Kiyash Monsef's Once There Was is a magical tale that weaves and winds around the reader pulling them through a journey of fantastical beasts. Clever storytelling interleaves with adventure, mystery and legend, each strand braided to the next. It is an engaging and hypnotic read that opens your eyes to what could just be around you. The duality of reality and fantasy melded together in perfect unison. A fabulous read. Curriculum links: death, bereavement, friendship, hope, trust, betrayal, belief, myths and legends.


416 pages / Ages 10+ / Reviewed by Donna Burkert, teacher

Suggested Reading Age 9+

Janet

This is an extraordinary, many layered novel, weaving monsters with Iranian folklore and a girl unable to grieve for her parents and left with a gift she does not understand.

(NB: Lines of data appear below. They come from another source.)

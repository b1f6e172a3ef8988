use crate::error::{BuildError, Result};
use serde::{Deserialize, Serialize};
use std::path::{Path, PathBuf};

/// Capabilities granted to RUN processes unless overridden.
pub const DEFAULT_CAPABILITIES: &[&str] = &[
    "CAP_CHOWN",
    "CAP_DAC_OVERRIDE",
    "CAP_FOWNER",
    "CAP_FSETID",
    "CAP_KILL",
    "CAP_NET_BIND_SERVICE",
    "CAP_SETFCAP",
    "CAP_SETGID",
    "CAP_SETPCAP",
    "CAP_SETUID",
    "CAP_SYS_CHROOT",
];

/// Global build configuration
#[derive(Debug, Clone, Serialize, Deserialize)]
#[serde(default)]
pub struct BuildConfig {
    /// Layer, image and container store root
    pub root: PathBuf,

    /// Per-boot state (mount counts, run bundles)
    pub run_root: PathBuf,

    /// OCI runtime binary name or path
    pub runtime: String,

    /// Extra arguments passed to every runtime invocation
    pub runtime_args: Vec<String>,

    /// Isolation used when RUN does not ask for one ("oci", "chroot", "rootless")
    pub default_isolation: String,

    /// Parent directory of cache mounts
    pub cache_parent: PathBuf,

    /// Scratch space for downloads and commit blobs
    pub tmp_dir: PathBuf,

    /// Bounded retry for remote fetches
    pub max_retries: u32,

    /// Delay between retries, in seconds
    pub retry_delay_secs: u64,

    /// Capabilities for RUN processes
    pub default_capabilities: Vec<String>,

    /// Default rlimits, `name=soft[:hard]`
    pub default_ulimits: Vec<String>,

    /// DNS servers written to the run-time resolv.conf
    pub dns_servers: Vec<String>,

    /// DNS search domains
    pub dns_search: Vec<String>,

    /// resolv.conf options
    pub dns_options: Vec<String>,

    /// Disk-image tool used for confidential workloads
    pub cw_archiver: String,

    /// Attestation helper copied in as the confidential workload entrypoint
    pub cw_entrypoint: Option<PathBuf>,
}

impl Default for BuildConfig {
    fn default() -> Self {
        let home = build_home();
        Self {
            root: home.join("storage"),
            run_root: home.join("run"),
            runtime: "runc".to_string(),
            runtime_args: Vec::new(),
            default_isolation: "oci".to_string(),
            cache_parent: std::env::temp_dir(),
            tmp_dir: std::env::temp_dir(),
            max_retries: 3,
            retry_delay_secs: 2,
            default_capabilities: DEFAULT_CAPABILITIES.iter().map(|s| s.to_string()).collect(),
            default_ulimits: Vec::new(),
            dns_servers: Vec::new(),
            dns_search: Vec::new(),
            dns_options: Vec::new(),
            cw_archiver: "mkcw-disk".to_string(),
            cw_entrypoint: None,
        }
    }
}

impl BuildConfig {
    /// Load defaults, then `~/.a3s/build/config.yaml`, then the environment.
    pub fn load() -> Result<Self> {
        let path = build_home().join("config.yaml");
        let mut config = if path.exists() {
            tracing::debug!(path = %path.display(), "Loading build configuration");
            Self::from_file(&path)?
        } else {
            Self::default()
        };
        config.apply_env(|key| std::env::var(key).ok());
        Ok(config)
    }

    /// Parse a YAML configuration file; missing keys take their defaults.
    pub fn from_file(path: &Path) -> Result<Self> {
        let data = std::fs::read_to_string(path).map_err(|e| {
            BuildError::ConfigError(format!("Failed to read {}: {}", path.display(), e))
        })?;
        let config: Self = serde_yaml::from_str(&data)?;
        Ok(config)
    }

    /// Apply `A3S_BUILD_*` overrides.
    pub fn apply_env<F>(&mut self, lookup: F)
    where
        F: Fn(&str) -> Option<String>,
    {
        if let Some(v) = lookup("A3S_BUILD_ROOT") {
            self.root = PathBuf::from(v);
        }
        if let Some(v) = lookup("A3S_BUILD_RUNROOT") {
            self.run_root = PathBuf::from(v);
        }
        if let Some(v) = lookup("A3S_BUILD_RUNTIME") {
            self.runtime = v;
        }
        if let Some(v) = lookup("A3S_BUILD_ISOLATION") {
            self.default_isolation = v;
        }
        if let Some(v) = lookup("TMPDIR") {
            self.tmp_dir = PathBuf::from(&v);
            self.cache_parent = PathBuf::from(v);
        }
    }

    pub fn retry_delay(&self) -> std::time::Duration {
        std::time::Duration::from_secs(self.retry_delay_secs)
    }
}

/// `~/.a3s/build`
pub fn build_home() -> PathBuf {
    dirs::home_dir()
        .unwrap_or_else(|| PathBuf::from("/tmp"))
        .join(".a3s")
        .join("build")
}

#[cfg(test)]
mod tests {
    use super::*;
    use std::collections::HashMap;

    #[test]
    fn test_defaults() {
        let config = BuildConfig::default();
        assert_eq!(config.runtime, "runc");
        assert_eq!(config.default_isolation, "oci");
        assert_eq!(config.max_retries, 3);
        assert!(config
            .default_capabilities
            .contains(&"CAP_SYS_CHROOT".to_string()));
        assert!(config.root.ends_with("storage"));
    }

    #[test]
    fn test_from_file_partial() {
        let dir = tempfile::TempDir::new().unwrap();
        let path = dir.path().join("config.yaml");
        std::fs::write(&path, "runtime: crun\nmax_retries: 5\ndns_servers: [\"1.1.1.1\"]\n")
            .unwrap();
        let config = BuildConfig::from_file(&path).unwrap();
        assert_eq!(config.runtime, "crun");
        assert_eq!(config.max_retries, 5);
        assert_eq!(config.dns_servers, vec!["1.1.1.1".to_string()]);
        assert_eq!(config.default_isolation, "oci");
    }

    #[test]
    fn test_from_file_invalid() {
        let dir = tempfile::TempDir::new().unwrap();
        let path = dir.path().join("config.yaml");
        std::fs::write(&path, "max_retries: [not, a, number]\n").unwrap();
        assert!(matches!(
            BuildConfig::from_file(&path),
            Err(BuildError::SerializationError(_))
        ));
    }

    #[test]
    fn test_env_overrides() {
        let env: HashMap<&str, &str> = [
            ("A3S_BUILD_ROOT", "/srv/store"),
            ("A3S_BUILD_RUNTIME", "crun"),
            ("A3S_BUILD_ISOLATION", "chroot"),
            ("TMPDIR", "/var/tmp"),
        ]
        .into_iter()
        .collect();
        let mut config = BuildConfig::default();
        config.apply_env(|k| env.get(k).map(|v| v.to_string()));
        assert_eq!(config.root, PathBuf::from("/srv/store"));
        assert_eq!(config.runtime, "crun");
        assert_eq!(config.default_isolation, "chroot");
        assert_eq!(config.tmp_dir, PathBuf::from("/var/tmp"));
        assert_eq!(config.cache_parent, PathBuf::from("/var/tmp"));
    }
}
//! CLI command definitions and dispatch.

mod add;
mod commit;
mod config;
mod containers;
mod from;
mod images;
mod inspect;
mod mount;
mod rm;
mod run;
mod version;

use std::path::PathBuf;

use a3s_build_core::BuildConfig;
use a3s_build_runtime::{Builder, RetryOptions, Store};
use clap::{Parser, Subcommand};

pub(crate) type CmdResult = Result<(), Box<dyn std::error::Error>>;

/// A3S Build - build container images from working containers.
#[derive(Parser, Debug)]
#[command(name = "a3s-build", version, about)]
pub struct Cli {
    /// Storage root directory
    #[arg(long, global = true)]
    pub root: Option<PathBuf>,

    /// Per-boot state directory
    #[arg(long, global = true)]
    pub run_root: Option<PathBuf>,

    /// Emit logs as JSON lines
    #[arg(long, global = true)]
    pub log_json: bool,

    /// Log filter, overrides RUST_LOG
    #[arg(long, global = true)]
    pub log_level: Option<String>,

    #[command(subcommand)]
    pub command: Command,
}

/// Available commands.
#[derive(Subcommand, Debug)]
pub enum Command {
    /// Create a working container from an image
    From(from::FromArgs),
    /// List working containers
    Containers(containers::ContainersArgs),
    /// Add content, extracting archives and fetching URLs
    Add(add::AddArgs),
    /// Copy content into a container
    Copy(add::AddArgs),
    /// Run a command inside a container
    Run(run::RunArgs),
    /// Create an image from a container
    Commit(commit::CommitArgs),
    /// Update image configuration settings
    Config(config::ConfigArgs),
    /// Mount a container's root filesystem
    Mount(mount::MountArgs),
    /// Unmount a container's root filesystem
    Umount(mount::UmountArgs),
    /// Remove working containers
    Rm(rm::RmArgs),
    /// List images in local storage
    Images(images::ImagesArgs),
    /// Show a container's or image's configuration as JSON
    Inspect(inspect::InspectArgs),
    /// Show version information
    Version(version::VersionArgs),
}

/// Global configuration with command-line overrides applied.
pub(crate) fn load_config(global: &GlobalArgs) -> Result<BuildConfig, Box<dyn std::error::Error>> {
    let mut config = BuildConfig::load()?;
    if let Some(root) = &global.root {
        config.root = root.clone();
    }
    if let Some(run_root) = &global.run_root {
        config.run_root = run_root.clone();
    }
    Ok(config)
}

/// Flags shared by every command.
#[derive(Debug, Clone, Default)]
pub(crate) struct GlobalArgs {
    pub root: Option<PathBuf>,
    pub run_root: Option<PathBuf>,
}

/// Open the store named by the configuration.
pub(crate) fn open_store(config: &BuildConfig) -> Result<Store, Box<dyn std::error::Error>> {
    Ok(Store::open(config)?)
}

/// Open a working container by name or ID.
pub(crate) fn open_builder(store: &Store, name: &str) -> Result<Builder, Box<dyn std::error::Error>> {
    match Builder::open(store, name) {
        Ok(builder) => Ok(builder),
        Err(e) if e.is_not_found() => Ok(Builder::import(store, name)?),
        Err(e) => Err(e.into()),
    }
}

pub(crate) fn retry_options(config: &BuildConfig) -> RetryOptions {
    RetryOptions {
        max_retries: config.max_retries,
        delay: std::time::Duration::from_secs(config.retry_delay_secs),
    }
}

/// Dispatch a parsed CLI to the appropriate command handler.
pub async fn dispatch(cli: Cli) -> CmdResult {
    tracing::debug!(command = ?cli.command, "Dispatching command");
    let global = GlobalArgs {
        root: cli.root,
        run_root: cli.run_root,
    };
    match cli.command {
        Command::From(args) => from::execute(&global, args).await,
        Command::Containers(args) => containers::execute(&global, args).await,
        Command::Add(args) => add::execute(&global, args, true).await,
        Command::Copy(args) => add::execute(&global, args, false).await,
        Command::Run(args) => run::execute(&global, args).await,
        Command::Commit(args) => commit::execute(&global, args).await,
        Command::Config(args) => config::execute(&global, args).await,
        Command::Mount(args) => mount::execute(&global, args).await,
        Command::Umount(args) => mount::execute_umount(&global, args).await,
        Command::Rm(args) => rm::execute(&global, args).await,
        Command::Images(args) => images::execute(&global, args).await,
        Command::Inspect(args) => inspect::execute(&global, args).await,
        Command::Version(args) => version::execute(args).await,
    }
}

#[cfg(test)]
mod tests {
    use super::*;

    #[test]
    fn test_parse_global_flags() {
        let cli = Cli::try_parse_from([
            "a3s-build",
            "--root",
            "/tmp/store",
            "--log-json",
            "containers",
        ])
        .unwrap();
        assert_eq!(cli.root, Some(PathBuf::from("/tmp/store")));
        assert!(cli.log_json);
        assert!(matches!(cli.command, Command::Containers(_)));
    }

    #[test]
    fn test_parse_copy_and_add() {
        let cli = Cli::try_parse_from([
            "a3s-build",
            "copy",
            "--chown",
            "1000:1000",
            "work",
            "src/",
            "/app/",
        ])
        .unwrap();
        match cli.command {
            Command::Copy(args) => {
                assert_eq!(args.container, "work");
                assert_eq!(args.paths, vec!["src/", "/app/"]);
                assert_eq!(args.chown.as_deref(), Some("1000:1000"));
            }
            other => panic!("unexpected command {:?}", other),
        }
    }

    #[test]
    fn test_parse_run_with_separator() {
        let cli = Cli::try_parse_from([
            "a3s-build",
            "run",
            "--isolation",
            "chroot",
            "work",
            "--",
            "sh",
            "-c",
            "echo hi",
        ])
        .unwrap();
        match cli.command {
            Command::Run(args) => {
                assert_eq!(args.isolation.as_deref(), Some("chroot"));
                assert_eq!(args.command, vec!["sh", "-c", "echo hi"]);
            }
            other => panic!("unexpected command {:?}", other),
        }
    }

    #[test]
    fn test_parse_commit_flags() {
        let cli = Cli::try_parse_from([
            "a3s-build",
            "commit",
            "--format",
            "docker",
            "--squash",
            "--timestamp",
            "0",
            "work",
            "oci:/tmp/out:v1",
        ])
        .unwrap();
        match cli.command {
            Command::Commit(args) => {
                assert!(args.squash);
                assert_eq!(args.format.as_deref(), Some("docker"));
                assert_eq!(args.timestamp, Some(0));
                assert_eq!(args.image.as_deref(), Some("oci:/tmp/out:v1"));
            }
            other => panic!("unexpected command {:?}", other),
        }
    }

    #[tokio::test]
    async fn test_from_scratch_creates_container() {
        let dir = tempfile::TempDir::new().unwrap();
        let root = dir.path().join("root").display().to_string();
        let run_root = dir.path().join("run").display().to_string();
        let args = [
            "a3s-build",
            "--root",
            root.as_str(),
            "--run-root",
            run_root.as_str(),
            "from",
            "--name",
            "work",
            "scratch",
        ];
        dispatch(Cli::try_parse_from(args).unwrap()).await.unwrap();

        let global = GlobalArgs {
            root: Some(dir.path().join("root")),
            run_root: Some(dir.path().join("run")),
        };
        let store = open_store(&load_config(&global).unwrap()).unwrap();
        let builder = open_builder(&store, "work").unwrap();
        assert_eq!(builder.container, "work");
        assert!(builder.from_image.is_empty());
    }

    #[test]
    fn test_missing_container_is_an_error() {
        assert!(Cli::try_parse_from(["a3s-build", "run"]).is_err());
    }
}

Marjan is struggling with school, trying to keep her father's vet practice going, and discovering that her father appears to have been treating the very mythical creatures he told her stories about. She becomes caught up in a world where mythical creatures are treated as commodities to be bought and sold, or kept in captivity by a man who believes he can save the world through them. But when she discovers the cost of doing so - an action which would involve huge chaos - Marjan acts. In doing so, she unlocks her own secret and finds a way to deal with her grief.


The pictures painted by the author of the cellars under the house where Horatio keeps his collection of these mythical monsters is not for the faint hearted. The manticore stands out because of its hostility and threatened power, but all live from the descriptions in the imagination once read about and are hard to erase. Marjan's courage in following what she thinks is her destiny and her father's will make her a hugely sympathetic character while her vulnerability and loneliness make the reader root for her throughout the story. Her friends who love her and try to understand her start to fall away but come through for her.


Kiyash Monsef is from the media world as well as being a writer and this does show in the word pictures he paints of this sometimes nightmare world in which one man thinks he can own and use these mythical creatures for his own vision.